Banks accepting government aid are finding themselves progressively driven between a political rock and a hard place. On one hand, they are under pressure from bank regulators to tighten lending standards (not surprising since "lax" standards were frequently cited in the media for instigating much of last year's mortgage-backed securities mess). On the other hand, they face increasingly vocal criticism for not expanding their loan portfolios more, in spite of receiving capital infusions and other assistance.
Politicians have not seen credit markets loosen as much as they like and are consequently demanding more accountability—and lending—from aid-recipient banks. Partly, this is just political rhetoric—politicians want to appear critical of bank bailouts since they have become unpopular among many constituents. But some of this jawboning could lead to real pressure on banks. Perhaps even lead to lending mandates as some politicians are advocating, though historical precedent (e.g., subprime) shows these actions could be rife with unintended, negative consequences.

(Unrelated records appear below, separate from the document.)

use serde::Serialize;
use serde_json::Value;

use crate::cli::OutputFormat;
use crate::ui;

pub mod table;

/// Render a serializable response to a string in the requested format.
pub fn render<T: Serialize>(value: &T, format: OutputFormat) -> anyhow::Result<String> {
    match format {
        OutputFormat::Json => Ok(serde_json::to_string_pretty(value)?),
        OutputFormat::Raw => Ok(serde_json::to_string(value)?),
        OutputFormat::Table => {
            let prefs = ui::prefs();
            let options = table::TableOptions {
                max_width: prefs.term_width,
                color: prefs.table_color,
            };
            Ok(render_table(&serde_json::to_value(value)?, options))
        }
    }
}

/// Print a serializable response in the requested format.
pub fn output<T: Serialize>(value: &T, format: OutputFormat) -> anyhow::Result<()> {
    println!("{}", render(value, format)?);
    Ok(())
}

/// Lists of objects become one row per item; a lone object becomes
/// key/value rows. An object wrapping a single list is unwrapped first.
fn render_table(value: &Value, options: table::TableOptions) -> String {
    match value {
        Value::Array(items) => rows_table(items, options),
        Value::Object(map) => {
            if let Some(items) = single_list(map) {
                return rows_table(items, options);
            }
            let rows = map
                .iter()
                .map(|(key, value)| vec![key.clone(), cell(value)])
                .collect::<Vec<_>>();
            table::render(&["key", "value"], &rows, options)
        }
        scalar => table::render(&["value"], &[vec![cell(scalar)]], options),
    }
}

fn single_list(map: &serde_json::Map<String, Value>) -> Option<&Vec<Value>> {
    let mut lists = map.values().filter_map(Value::as_array);
    let first = lists.next()?;
    lists.next().is_none().then_some(first)
}

fn rows_table(items: &[Value], options: table::TableOptions) -> String {
    if items.is_empty() {
        return String::from("(no rows)");
    }
    if !items.iter().all(Value::is_object) {
        let rows = items.iter().map(|item| vec![cell(item)]).collect::<Vec<_>>();
        return table::render(&["value"], &rows, options);
    }

    // Columns in first-seen order across items.
    let mut headers = Vec::<&str>::new();
    for key in items.iter().filter_map(Value::as_object).flat_map(|m| m.keys()) {
        if !headers.contains(&key.as_str()) {
            headers.push(key);
        }
    }
    let rows = items
        .iter()
        .filter_map(Value::as_object)
        .map(|map| {
            headers
                .iter()
                .map(|h| map.get(*h).map_or_else(|| String::from("-"), cell))
                .collect()
        })
        .collect::<Vec<Vec<String>>>();
    table::render(&headers, &rows, options)
}

fn cell(value: &Value) -> String {
    match value {
        Value::Null => String::from("-"),
        Value::String(v) => v.clone(),
        Value::Bool(_) | Value::Number(_) => value.to_string(),
        other => serde_json::to_string(other).unwrap_or_default(),
    }
}

#[cfg(test)]
mod tests {
    use pretty_assertions::assert_eq;
    use serde::Serialize;
    use serde_json::json;

    use super::{render, render_table, table::TableOptions};
    use crate::cli::OutputFormat;

    const PLAIN: TableOptions = TableOptions {
        max_width: None,
        color: false,
    };

    #[derive(Serialize)]
    struct Step {
        id: u8,
        status: &'static str,
    }

    #[test]
    fn raw_render_is_single_line_json() {
        let out = render(&Step { id: 2, status: "done" }, OutputFormat::Raw).unwrap();
        assert_eq!(out, r#"{"id":2,"status":"done"}"#);
    }

    #[test]
    fn json_render_is_pretty() {
        let out = render(&Step { id: 2, status: "done" }, OutputFormat::Json).unwrap();
        let parsed: serde_json::Value = serde_json::from_str(&out).unwrap();
        assert_eq!(parsed["status"], "done");
        assert!(out.contains('\n'));
    }

    #[test]
    fn columns_follow_first_seen_order() {
        let out = render_table(
            &json!([{ "id": 1, "title": "Join" }, { "id": 2, "title": "Consult", "extra": true }]),
            PLAIN,
        );
        let header = out.lines().next().unwrap();
        let id = header.find("id").unwrap();
        let title = header.find("title").unwrap();
        let extra = header.find("extra").unwrap();
        assert!(id < title && title < extra);
        assert!(out.lines().nth(2).unwrap().contains('-'));
    }

    #[test]
    fn wrapper_with_one_list_is_unwrapped() {
        let out = render_table(&json!({ "categories": [{ "id": "food" }] }), PLAIN);
        assert!(out.starts_with("id"));
        assert!(out.contains("food"));
    }

    #[test]
    fn empty_list_has_placeholder() {
        assert_eq!(render_table(&json!([]), PLAIN), "(no rows)");
    }
}
//! # anang-auth
//!
//! Session management for the Anang portal.
//!
//! [`SessionStore`] owns the current session (`Anonymous` or
//! `Authenticated`), hydrates it from durable storage on construction, and
//! notifies subscribers through a `tokio::sync::watch` channel. Storage is a
//! [`SessionStorage`] trait with file, OS keychain (`keyring`), and in-memory
//! backends.

pub mod error;
pub mod records;
pub mod storage;
pub mod store;

pub use error::AuthError;
pub use records::{AUTH_KEY, USER_KEY};
pub use storage::{FileStorage, KeyringStorage, MemoryStorage, SessionStorage};
pub use store::SessionStore;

But surprisingly, the lending environment isn't as dire as politicians claim. Federal Reserve data released last week show during 2008 Q4, commercial bank lending increased 2.36%. For all of 2008, commercial bank lending rose by 5.63% (or $386 billion). Business, real estate, and consumer lending all rose in 2008—despite a recession and financial crisis.
Credit markets' activity show lending is still available to the credit-worthy. Much of today's credit tightness is due to the near-collapse of the "shadow-banking" system (i.e., asset securitization and money-market mutual funds)—which accounts for 33% of the credit supplied to the US economy, vs. 22% for commercial banks. This area will no doubt remain weak for some time since it was the hardest hit during the financial crisis. But remember that much of these lending types are to provide credit to financial intermediaries more so than end borrowers.
Government intrusions in lending can only make a debt crisis-fueled economic downturn worse. Still, it's not surprising banks are politically targeted today, especially those receiving taxpayer money. We wouldn't be surprised if more political talk and increased regulation keep Financials sector's stocks as a whole from rising. But as history shows, one sector's stagnation doesn't stop a broader market recovery.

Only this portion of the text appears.